-----Original Message-----
From: Guy Harris <[email protected]>
To: Developer support list for Wireshark <[email protected]>
Sent: Sun, May 15, 2016 10:17 pm
Subject: Re: [Wireshark-dev] Some questions about the "option block" interface 
in libwiretap

On May 15, 2016, at 6:40 PM, Guy Harris <[email protected]> wrote:

> 1) What is an "option block"?  No capture file format we read has anything 
> called an "option block"; in pcapng, a file is a sequence of blocks, each of 
> which can have zero or more options.  Is an "option block" really just a 
> "block" - or what other parts of libwiretap call a "record"?/

I guess the closest explanation is a "block with options" (suggestions on other 
names certainly welcome). It is heavily influenced by pcapng functionality but 
was intended to be generic for all file types, so maybe "record" could apply.  
Block, record, blob - any other generic term we want to try to apply?
The idea is based off of https://code.wireshark.org/review/9729 which wanted to 
add support for "custom options" in a block.  I just took it a step farther and 
thought all option(al) fields in a block could be made more generic. I wanted 
to get away from the "rigid" structures in wtap.h and I thought this approach 
could better help future/backwards compatibility when either more options are 
defined or some of the yet to be used (pcapng) options start being used.

> 
> 2) In the pcapng specification, nothing prevents a block from having multiple 
> comment options; can the "option block" interface handle that?

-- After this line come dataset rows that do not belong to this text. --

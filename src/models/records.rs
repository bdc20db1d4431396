// src/models/records.rs

use chrono::{DateTime, Utc};
use rust_decimal::Decimal;
use serde::{Deserialize, Serialize};
use utoipa::ToSchema;

use crate::common::fields::{decimal_field, str_field, string_or_empty, timestamp_field};
use crate::db::store::Document;
use crate::models::permissions::PermissionKey;

// ---
// Coleções de negócio de uma oficina
// ---

#[derive(Debug, Clone, Copy, PartialEq, Eq, Hash, Serialize, Deserialize, ToSchema)]
#[serde(rename_all = "lowercase")]
pub enum TenantCollection {
    Clients,
    Professionals,
    Services,
    Appointments,
    Transactions,
    Budgets,
    Yard,
    Stock,
}

/// Quem pode ler/escrever uma coleção sendo técnico. Lista vazia = só o dono.
/// Para leitura basta uma das permissões listadas.
#[derive(Debug, Clone, Copy)]
pub struct CollectionRule {
    pub read_any: &'static [PermissionKey],
    pub write_any: &'static [PermissionKey],
}

impl TenantCollection {
    pub const ALL: [TenantCollection; 8] = [
        TenantCollection::Clients,
        TenantCollection::Professionals,
        TenantCollection::Services,
        TenantCollection::Appointments,
        TenantCollection::Transactions,
        TenantCollection::Budgets,
        TenantCollection::Yard,
        TenantCollection::Stock,
    ];

    pub const fn as_str(self) -> &'static str {
        match self {
            TenantCollection::Clients => "clients",
            TenantCollection::Professionals => "professionals",
            TenantCollection::Services => "services",
            TenantCollection::Appointments => "appointments",
            TenantCollection::Transactions => "transactions",
            TenantCollection::Budgets => "budgets",
            TenantCollection::Yard => "yard",
            TenantCollection::Stock => "stock",
        }
    }

    pub fn parse(raw: &str) -> Option<Self> {
        Self::ALL.into_iter().find(|c| c.as_str() == raw)
    }

    pub const fn rule(self) -> CollectionRule {
        use PermissionKey::*;
        match self {
            TenantCollection::Clients => CollectionRule { read_any: &[Clientes, Agenda, Patio], write_any: &[Clientes] },
            TenantCollection::Professionals => CollectionRule { read_any: &[Agenda, Patio], write_any: &[] },
            TenantCollection::Services => CollectionRule { read_any: &[Agenda], write_any: &[] },
            TenantCollection::Appointments => CollectionRule { read_any: &[Agenda], write_any: &[Agenda] },
            TenantCollection::Transactions => CollectionRule { read_any: &[Financeiro], write_any: &[Financeiro] },
            TenantCollection::Yard => CollectionRule { read_any: &[Patio], write_any: &[PatioEdit] },
            TenantCollection::Budgets | TenantCollection::Stock => CollectionRule { read_any: &[], write_any: &[] },
        }
    }

    /// Coleção antiga (global, pré multi-tenant) que alimenta esta, se houver.
    pub const fn legacy_source(self) -> Option<&'static str> {
        match self {
            TenantCollection::Clients => Some("demo_clients"),
            TenantCollection::Professionals => Some("demo_professionals"),
            TenantCollection::Services => Some("demo_services"),
            TenantCollection::Appointments => Some("demo_appointments"),
            TenantCollection::Transactions => Some("demo_transactions"),
            TenantCollection::Yard => Some("demo_yard"),
            TenantCollection::Budgets | TenantCollection::Stock => None,
        }
    }
}

// ---
// Visões tipadas usadas pelos agregados do painel
// ---

pub const REVENUE: &str = "receita";

#[derive(Debug, Clone, PartialEq)]
pub struct Transaction {
    pub id: String,
    pub kind: String,
    pub total_amount: Decimal,
    pub commission: Decimal,
    pub date: Option<DateTime<Utc>>,
    pub professional_id: String,
    pub professional_name: String,
}

impl Transaction {
    pub fn from_document(doc: &Document) -> Self {
        let data = &doc.data;
        // Registros antigos só tinham `amount`.
        let total_amount = decimal_field(data, "totalAmount")
            .or_else(|| decimal_field(data, "amount"))
            .unwrap_or_default();
        Self {
            id: doc.id().to_string(),
            kind: str_field(data, "type").unwrap_or_else(|| REVENUE.to_string()),
            total_amount,
            commission: decimal_field(data, "commission").unwrap_or_default(),
            date: timestamp_field(data, "date"),
            professional_id: string_or_empty(data, "professionalId"),
            professional_name: string_or_empty(data, "professionalName"),
        }
    }

    pub fn is_revenue(&self) -> bool {
        self.kind == REVENUE
    }
}

#[derive(Debug, Clone, PartialEq)]
pub struct Appointment {
    pub id: String,
    pub client_name: String,
    pub date: Option<DateTime<Utc>>,
    pub service_names: Vec<String>,
    pub vehicle_plate: String,
    pub professional_id: String,
}

impl Appointment {
    pub fn from_document(doc: &Document) -> Self {
        let data = &doc.data;
        let service_names = data
            .get("services")
            .and_then(|v| v.as_array())
            .map(|services| {
                services
                    .iter()
                    .filter_map(|s| s.get("name").and_then(|n| n.as_str()))
                    .map(str::to_string)
                    .collect()
            })
            .unwrap_or_default();
        Self {
            id: doc.id().to_string(),
            client_name: string_or_empty(data, "clientName"),
            date: timestamp_field(data, "date"),
            service_names,
            vehicle_plate: string_or_empty(data, "vehiclePlate"),
            professional_id: string_or_empty(data, "professionalId"),
        }
    }
}

#[derive(Debug, Clone, PartialEq)]
pub struct Client {
    pub id: String,
    pub created_at: Option<DateTime<Utc>>,
}

impl Client {
    pub fn from_document(doc: &Document) -> Self {
        Self { id: doc.id().to_string(), created_at: timestamp_field(&doc.data, "createdAt") }
    }
}

#[derive(Debug, Clone, PartialEq)]
pub struct YardVehicle {
    pub id: String,
    pub exit_time: Option<String>,
    pub professional_id: String,
}

impl YardVehicle {
    pub fn from_document(doc: &Document) -> Self {
        Self {
            id: doc.id().to_string(),
            exit_time: str_field(&doc.data, "exitTime"),
            professional_id: string_or_empty(&doc.data, "professionalId"),
        }
    }

    pub fn in_yard(&self) -> bool {
        self.exit_time.is_none()
    }
}

pub const YARD_RELEASED: &str = "liberado";
pub const APPOINTMENT_FINISHED: &str = "finalizado";

#[cfg(test)]
mod tests {
    use super::*;
    use crate::db::store::CollectionPath;
    use serde_json::json;

    fn doc(id: &str, value: serde_json::Value) -> Document {
        Document {
            path: CollectionPath::root("transactions").doc(id),
            data: value.as_object().cloned().unwrap(),
        }
    }

    #[test]
    fn legacy_amount_feeds_total() {
        let tx = Transaction::from_document(&doc("t", json!({ "amount": 150.5 })));
        assert_eq!(tx.total_amount, Decimal::new(1505, 1));
        assert!(tx.is_revenue());
    }

    #[test]
    fn employees_cannot_write_admin_only_collections() {
        for collection in [TenantCollection::Budgets, TenantCollection::Stock] {
            assert!(collection.rule().read_any.is_empty());
            assert!(collection.rule().write_any.is_empty());
        }
        assert_eq!(TenantCollection::Yard.rule().write_any, &[PermissionKey::PatioEdit]);
    }

    #[test]
    fn collection_names_parse() {
        for collection in TenantCollection::ALL {
            assert_eq!(TenantCollection::parse(collection.as_str()), Some(collection));
        }
        assert_eq!(TenantCollection::parse("employees"), None);
    }
}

No, it can't yet, partially because the code it refactored didn't support it at 
the time.

> 
> 3) What mechanisms are available for handling block/record types, or options, 
> not currently supported by pcapng, but that might be provided by other file 
> types?  Hadriel Kaplan suggested getting a Private Enterprise Number (PEN) 
> for wireshark.org, and using custom blocks and options for this purpose; have 
> we gotten a PEN for wireshark.org yet?

The current interface may need another layer of refactoring but the idea was 
that you would have a block and just call wtap_optionblock_add_option to add 
your options.  For "defined but not yet used" options of the standard blocks 
that turn into "now used" options, the wtap_optionblock_add_option would be 
done within the creation of that standard block.  The creation of "standard 
blocks" and their option types is where we may need another layer of 
registration and refactoring. Copying/reading/writing on any/all blocks is 
supposed to happen within the "option block" functionality (where default 
behavior would be "inclusive" in copying blocks).  I wasn't sure where 
"merging" would go and if that would be part of the "option block" 
functionality (at least for "provided" blocks/options) or left to external 
tools (like mergecap and editcap).
I have no idea about PEN status.

> 
> 4) The existence of wtap_file_get_shb() seems to imply that a file has *a* 
> Section Header Block, but a pcapng file could have multiple SHBs; we don't 
> currently support that, but we should be prepared to do so in the future.
> 
> A file can also have multiple Name Resolution Blocks as well; as the pcapng 
> specification says:
> 
> Multiple NRBs can exist in a pcapng file, either due to memory constraints or 
> because additional name resolutions were performed by file processing tools, 
> like network analyzers.
> 
> so we should not have routines that assume a single NRB.  Perhaps the 
> routines in question should take an array of NRBs - combining the NRBs into a 
> single table would lose information about which names were resolved by which 
> name servers.

This was another reason to not have structure members specifically called out 
for different block types.  We can just store an "array of blocks" and adjust 
APIs accordingly.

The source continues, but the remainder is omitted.